Problems, difficulties, and unexpected challenges are often hard lessons for young leaders. Problems are not our enemy but a leader’s best friend. Problems generate opportunity for leaders to lead, because leaders love finding solutions to all types of problems. Problems should never frustrate us, but should be seen as moments for redemption, healing, restitution, reconciliation, hope and a variety of other things.

The greatest problem faced by humanity is the issue of human sin. It was a perplexing problem for humanity which God deals with swiftly in the incarnation, sacrificial death, and bodily resurrection of Jesus Christ. To humanity restitution of a broken relationship with God seemed impossible reconcile, however to God this was an opportunity to bring about meaning to both justice and mercy as well as punishment and forgiveness simultaneously. Problem solved in one word, “Sacrifice.”

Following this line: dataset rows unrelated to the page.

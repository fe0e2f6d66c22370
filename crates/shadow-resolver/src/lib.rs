// Copyright Exograph, Inc. All rights reserved.
//
// Use of this software is governed by the Business Source License
// included in the LICENSE file at the root of this repository.
//
// As of the Change Date specified in that file, in accordance with
// the Business Source License, use of this software will be governed
// by the Apache License, Version 2.0.

//! Resolve annotation parameter values for declarations known only through compiled artifacts.
//!
//! The AST builder models such "shadow" declarations by name and signature, but cannot evaluate
//! the annotations applied to them. [`ShadowResolver`] finds the compiled counterpart of the
//! annotated member through a [`provider::MetadataProvider`], reads the annotation instance off
//! it, and answers parameter lookups from that instance. Each annotation use is resolved at most
//! once.

pub mod cache;
pub mod config;
pub mod error;
pub mod provider;
pub mod resolved;
pub mod resolver;

#[cfg(test)]
mod test_fixtures;

pub use config::ResolverConfig;
pub use error::{ResolutionErrorKind, ResolutionFailure};
pub use resolved::ResolvedAnnotation;
pub use resolver::ShadowResolver;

“For the wages of sin is death, but the gift of God is eternal life in Christ Jesus our Lord.” Romans 6:23

PARADE is a classic acronym that guides you through a short strategic process for dealing with problems of all kinds, including day-to-day issues. It is especially helpful when you feel perplexed about the process on dealing with a problem. Here is the PARADE process:

  • Problem
  • Anticipated Consequence
  • Role
  • Action
  • Decision-Making Rationale
  • End-Result

Here are how these 6 factors lay out in question format:

  • Problem:
    • “What is the problem you or your organization faced?”
  • Anticipated Consequence:
    • “What consequence did (or will) you or your organization face if this problem continued without resolution?”
  • Role:
    • “What was your role in the problem?”
  • Action:
    • “What action did you take?”
    • “What did you do?”
    • “What did you not do?”
  • Decision-Making Rationale:
    • “What other options did you consider?”
    • “Why didn’t you choose the other options?”
    • “Why this specific decision?”
    • “What quantitative did you consider?”
    • “What qualitative data did you consider?”
  • End-Result:
    • “What was the outcome of bullets 1-5 above?”